Barbara Hambly has written some of my very favorite fantasy novels. She’s also famous for the Benjamin January series, about a free black man who solves mysteries in 1830s New Orleans.
I never got around to reading these, despite hearing very positive things, because American historical racism- particularly in the slavery era- is something I find crushingly depressing. Just to be clear: contemporary racism is also depressing. However, there’s certain topics which I personally find really hard to handle, either from over-exposure or just because. Slavery in America is in the top five, along with the Holocaust. I am also a very hard sell on books set in concentration camps.
However,
wordsofastory,
somebraveapollo, and
egelantier pointed out to me that the Benjamin January series is not solely about racism, and that later books in the series focus more on adventuring. Also that there’s dueling, hurt-comfort, and pirates, and that really the series is about found family and community.
I give you this preface in case you’ve also been avoiding the series for fear of crushing depressingness. This book is not crushingly depressing! I really enjoyed it. Also, for those of you who like worldbuilding, it creates an engrossing, vivid, complex, and, as far as I’m aware, extremely historically accurate milieu. Lots of suspense! Great female characters. Also great male characters. Even very minor characters, who appear only for a scene or two, often suggest an entire novel’s worth of backstory.
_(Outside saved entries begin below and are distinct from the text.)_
use crate::{
    config::{LineStyle, SimulationConfig},
    error::{AberrationError, SimulationError},
    field_lines::{FieldLineAssembler, FieldLines},
    history::RetardedHistory,
    motion::{MotionKind, MotionModel},
    render::{draw_field_lines, Renderer},
};
use legion::*;
use log::{debug, info};
use std::time::Instant;

const FRAME_RATE_INTERVAL: f64 = 0.3;

/// Seconds on a monotonic clock.
pub trait Clock {
    fn now(&self) -> f64;
}

pub struct SystemClock {
    start: Instant,
}

impl SystemClock {
    pub fn new() -> SystemClock {
        SystemClock {
            start: Instant::now(),
        }
    }
}

impl Clock for SystemClock {
    fn now(&self) -> f64 {
        self.start.elapsed().as_secs_f64()
    }
}

#[derive(Clone, Copy, Debug, PartialEq)]
pub struct SimulationData {
    /// Simulated seconds, the sum of all accepted steps.
    pub time: f64,
    pub time_delta: f64,
    /// Latest clock reading handed to the loop.
    pub clock: f64,
    pub last_clock: Option<f64>,
}

#[derive(Clone, Copy, Debug, Default, PartialEq)]
pub struct FrameStats {
    pub frames: u32,
    pub elapsed: f64,
}

/// First fatal error raised by a system this tick.
#[derive(Debug, Default)]
pub struct Fault(Option<SimulationError>);

pub fn init_simulation(resources: &mut Resources, simulation_config: SimulationConfig) {
    resources.insert(SimulationData {
        time: 0.,
        time_delta: 0.,
        clock: 0.,
        last_clock: None,
    });
    resources.insert(FieldLineAssembler::new(
        simulation_config.directions,
        simulation_config.propagation_speed,
    ));
    resources.insert(FrameStats::default());
    resources.insert(Fault::default());
    resources.insert(simulation_config);
}

#[system]
pub fn advance_time(
    #[resource] simulation_data: &mut SimulationData,
    #[resource] simulation_config: &SimulationConfig,
) {
    let elapsed = match simulation_data.last_clock {
        Some(last) => simulation_data.clock - last,
        None => 0.,
    };
    simulation_data.last_clock = Some(simulation_data.clock);
    if elapsed < 0. {
        debug!("Clock went back {}s, holding simulation time", -elapsed);
    }
    simulation_data.time_delta = elapsed.max(0.).min(simulation_config.max_time_step);
    simulation_data.time += simulation_data.time_delta;
}

#[system(for_each)]
pub fn advance_charge(motion: &mut MotionModel, #[resource] simulation_data: &SimulationData) {
    motion.advance(simulation_data.time_delta);
}

#[system(for_each)]
pub fn sample_history(
    motion: &MotionModel,
    history: &mut RetardedHistory,
    #[resource] simulation_data: &SimulationData,
    #[resource] simulation_config: &SimulationConfig,
) {
    let state = motion.state();
    if history.sample(state, simulation_data.time_delta, simulation_data.time) {
        debug!(
            "Emission at {:.3}: position {:?} velocity {:?}",
            simulation_data.time, state.position, state.velocity
        );
    }
    history.evict_expired(
        simulation_data.time,
        simulation_config.propagation_speed,
        simulation_config.visible_radius(),
    );
    history.evict_overflow();
}

#[system(for_each)]
pub fn assemble_field_lines(
    motion: &MotionModel,
    history: &RetardedHistory,
    field_lines: &mut FieldLines,
    #[resource] simulation_data: &SimulationData,
    #[resource] assembler: &FieldLineAssembler,
    #[resource] fault: &mut Fault,
) {
    match assembler.assemble(history, simulation_data.time) {
        Ok(lines) => *field_lines = lines,
        Err(source) => {
            let AberrationError::Superluminal { velocity, .. } = source;
            fault.0.get_or_insert(SimulationError::Superluminal {
                model: motion.kind(),
                velocity,
                source,
            });
        }
    }
}

#[system]
pub fn report_frame_rate(
    #[resource] frame_stats: &mut FrameStats,
    #[resource] simulation_data: &SimulationData,
) {
    frame_stats.frames += 1;
    frame_stats.elapsed += simulation_data.time_delta;
    if frame_stats.elapsed >= FRAME_RATE_INTERVAL {
        info!("FPS {:.1}", frame_stats.frames as f64 / frame_stats.elapsed);
        *frame_stats = FrameStats::default();
    }
}

/// Owns the charge and everything derived from it, and advances them one
/// frame at a time.
pub struct FrameLoop {
    world: World,
    resources: Resources,
    schedule: Schedule,
}

impl FrameLoop {
    pub fn new(simulation_config: SimulationConfig, motion: MotionModel) -> FrameLoop {
        info!(
            "Starting {} charge, {} lines, history of {} samples",
            motion.kind(),
            simulation_config.directions,
            simulation_config.history_capacity()
        );
        let mut world = World::default();
        world.push((
            motion,
            RetardedHistory::new(
                simulation_config.sample_interval,
                simulation_config.history_capacity(),
            ),
            FieldLines::empty(simulation_config.directions),
        ));

        let mut resources = Resources::default();
        init_simulation(&mut resources, simulation_config);

        let schedule = Schedule::builder()
            .add_system(advance_time_system())
            .add_system(advance_charge_system())
            .add_system(sample_history_system())
            .add_system(assemble_field_lines_system())
            .add_system(report_frame_rate_system())
            .build();

        FrameLoop {
            world,
            resources,
            schedule,
        }
    }

    /// Runs one frame with the clock reading `now`.
    ///
    /// On error the field lines of the previous frame are kept.
    pub fn tick(&mut self, now: f64) -> Result<(), SimulationError> {
        if let Some(mut simulation_data) = self.resources.get_mut::<SimulationData>() {
            simulation_data.clock = now;
        }
        self.schedule.execute(&mut self.world, &mut self.resources);
        match self
            .resources
            .get_mut::<Fault>()
            .and_then(|mut fault| fault.0.take())
        {
            Some(error) => Err(error),
            None => Ok(()),
        }
    }

    pub fn simulation_time(&self) -> f64 {
        self.resources
            .get::<SimulationData>()
            .map_or(0., |simulation_data| simulation_data.time)
    }

    pub fn motion_kind(&self) -> Option<MotionKind> {
        self.inspect(|motion, _, _| motion.kind())
    }

    /// Runs `f` against the charge's current state.
    pub fn inspect<T>(
        &self,
        f: impl FnOnce(&MotionModel, &RetardedHistory, &FieldLines) -> T,
    ) -> Option<T> {
        <(&MotionModel, &RetardedHistory, &FieldLines)>::query()
            .iter(&self.world)
            .next()
            .map(|(motion, history, field_lines)| f(motion, history, field_lines))
    }

    pub fn render<R: Renderer>(
        &self,
        renderer: &mut R,
        style: &LineStyle,
    ) -> Result<(), SimulationError> {
        renderer.clear(style.background)?;
        for field_lines in <&FieldLines>::query().iter(&self.world) {
            draw_field_lines(renderer, field_lines, style)?;
        }
        renderer.present()
    }
}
I am horrible at following the plots of mysteries and basically read them for the characters and the setting. So I will avoid a close description of the plot. I will just say that Benjamin January was born a slave and freed as a child, became a surgeon in Paris but couldn’t make a living because he was black, and recently moved back to New Orleans after his wife died because everything in Paris reminded him of her.
New Orleans is both familiar and foreign to him after his long absence, which makes him a perfect narrator: he knows everything the reader needs to know, and notices everything because it’s all slightly alien to him. He’s a believably honorable and decent person who tries his best to do the right thing, even in circumstances that make that seem like the worst possible option.
A woman is murdered at a ball, and he’s sucked deeper and deeper into the investigation. The mystery is cleverly constructed, but it’s also an excuse to introduce the society, the characters, and their complex relationships. January is intensely conscious of everyone’s place in society, including his own; the scenes which I did find hard to read were the ones where he’s forced to abase himself to white people in order to survive. Like noir, the murder investigation inevitably uncovers the rot and injustice in society; unlike noir, people who take care of each other and try to do the right thing may well triumph.
I found the novel interesting but slow going for about the first two thirds. There are a lot of characters, some of whom have several names, and I kept losing track of the minor ones. But at that two-thirds mark, January leaves New Orleans to investigate, and the book becomes incredibly suspenseful from that point on. Also, a certain favorite thing of mine makes a delightful surprise appearance that I won't spoil.
I will definitely read more of this. Especially now that I’ve figured out who everyone is and how they’re related. I spent an embarrassingly long time thinking that Minou and Dominique were two different people rather than one person with a nickname.
(I also did this in the Lymond chronicles, which had a character named something like Edmund, Earl of Sandwich, who was alternately called Edmund and Sandwich. It took me two books to figure out that they were the same guy. You’d think I’d have less trouble with movies, but I once was startled when the black-haired, blue-eyed protagonist of a war movie reappeared after his tragic death. I then realized that there were two black-haired, blue-eyed soldiers.)
In short: if you want to read a meticulously researched historical novel in which intersectionality is essential to the story, this book is it. But if that’s all you’ve previously heard about it, I wanted to point out that it’s also surprisingly fun. Daring escapes and dramatic battles figure prominently in the last third.